Puis, après un silence:

—Comme ça, sans préparation, sans rien savoir?

—Il faut se mettre dans le vrai des choses, répondit froidement Saladin. Plus vous serez déconcertée, troublée, ahurie, mieux cela vaudra, ma fille. C'est le vrai.

—Mais enfin..., voulut objecter la fillette.

—C'est le vrai, réfléchissez: vous avez bien deviné un peu ce qu'est notre drame, quoique je vous aie tenue dans une ignorance nécessaire, et qui fera votre succès à la première représentation.
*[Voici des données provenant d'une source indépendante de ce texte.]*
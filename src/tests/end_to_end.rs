use crate::{ChecksumMode, ParsedSentence, Parser, ParserConfig, sentences::Quality};

#[test]
fn test_gga_with_validation() {
    let mut parser = Parser::with_config(ParserConfig::new(ChecksumMode::Optional));
    let sentence = parser
        .parse("$GPGGA,123519,4807.038,N,01131.000,E,1,08,0.9,545.4,M,46.9,M,,*47")
        .unwrap();

    let ParsedSentence::GGA(gga) = sentence else {
        panic!("Unexpected sentence: {sentence:?}");
    };
    assert_eq!(gga.quality(), Some(Quality::GPSFix));

    let snapshot = parser.snapshot();
    assert_eq!(snapshot.sentence_type, "GPGGA");
    assert_eq!(snapshot.time, "123519");
    assert_eq!(snapshot.altitude, "545.4");
    assert_eq!(snapshot.altitude_units, "M");
    assert_eq!(snapshot.geoid_separation, "46.9");
    assert_eq!(snapshot.formatted_latitude, "48.117300");
    assert_eq!(snapshot.formatted_longitude, "11.516667");
}

#[test]
fn test_each_sentence_replaces_the_previous() {
    let sentences = [
        ("$GPGGA,123519,4807.038,N,01131.000,E,1,08,0.9,545.4,M,46.9,M,,*47", "GPGGA"),
        ("$GPRMC,123519,A,4807.038,N,01131.000,E,022.4,084.4,230394,003.1,W*6A", "GPRMC"),
        ("$GPVTG,054.7,T,034.4,M,005.5,N,010.2,K*48", "GPVTG"),
        ("$GPGSA,A,3,04,05,09,12,24,25,29,,,,,,1.8,1.0,1.5*3F", "GPGSA"),
        ("$GPGLL,4916.45,N,12311.12,W,225444,A*31", "GPGLL"),
        ("$GPZDA,201530.00,04,07,2002,00,00*60", "GPZDA"),
        ("$GPGST,024603.00,1.2,0.8,1.0,45.0,0.5,0.6,0.7*6B", "GPGST"),
    ];

    let mut parser = Parser::with_config(ParserConfig::new(ChecksumMode::Required));
    for (input, expected) in sentences {
        parser.parse(input).unwrap();
        assert_eq!(parser.sentence_type(), expected, "Failed: {input:?}");
    }

    let snapshot = parser.snapshot();
    assert_eq!(snapshot.rms, "1.2");
    assert_eq!(snapshot.altitude, "", "GGA fields must not survive later sentences");
    assert_eq!(snapshot.date, "");
    assert_eq!(snapshot.gsa_satellites_used, "");
}

#[test]
fn test_gsa_connected_satellites() {
    let parser: Parser = "$GPGSA,A,3,04,05,09,12,24,25,29,,,,,,1.8,1.0,1.5*3F"
        .parse()
        .unwrap();

    assert_eq!(parser.connected_satellites(), "04,05,09,12,24,25,29");
    assert_eq!(parser.snapshot().satellites_used, 0);
}

#[test]
fn test_last_field_carries_no_checksum() {
    let cases = [
        "$GPGLL,4916.45,N,12311.12,W,225444,A*31",
        "$GPGLL,4916.45,N,12311.12,W,225444,A*31\r\n",
        "$GPGLL,4916.45,N,12311.12,W,225444,A",
    ];

    for input in cases {
        let parser: Parser = input.parse().unwrap();
        assert_eq!(parser.snapshot().status, "A", "Failed: {input:?}");
    }

    let parser: Parser = "$GPGST,024603.00,1.2,0.8,1.0,45.0,0.5,0.6,0.7*6B".parse().unwrap();
    assert_eq!(parser.snapshot().sigma_alt, "0.7");
}

#[test]
fn test_malformed_fields_do_not_fail() {
    let mut parser = Parser::with_config(ParserConfig::without_checksum());

    let sentence = parser.parse("$GPGGA,12x519,48o7.038,N,,E").unwrap();
    assert!(matches!(sentence, ParsedSentence::GGA(_)));

    let snapshot = parser.snapshot();
    assert_eq!(snapshot.time, "12x519");
    assert_eq!(snapshot.formatted_latitude, "48o7.038");
    assert_eq!(snapshot.formatted_longitude, "");
    assert_eq!(snapshot.altitude, "");
    assert_eq!(parser.location(), None);
}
Vous avez été enlevée à votre noble famille, voici quatorze ans, et vous en avez seize, un peu plus, un peu moins. Hier, vous ne saviez même pas cela; hier, vous saviez seulement... écoutez-moi bien, car c'est votre rôle, qu'un homme généreux, moi, le marquis de Rosenthal, dont vous avez payé la générosité par l'amour le plus tendre, vous recueillit sur une grande route où des saltimbanques, vos maîtres, vous avaient perdue. Vous pouviez alors avoir de six à sept ans. L'homme généreux vous éleva très bien. Il n'était pas riche; mais vous n'êtes pas sans savoir confusément qu'il remua ciel et terre pour retrouver vos parents.

—Et puis? dit Guite, voyant que son compagnon s'arrêtait.

—C'est tout, répondit Saladin; il ne retrouva pas vos parents et vous épousa pour vous donner une situation dans le monde.

—Alors, je suis mariée! s'écria la modiste qui retrouva un instant sa gaieté, mariée avec vous!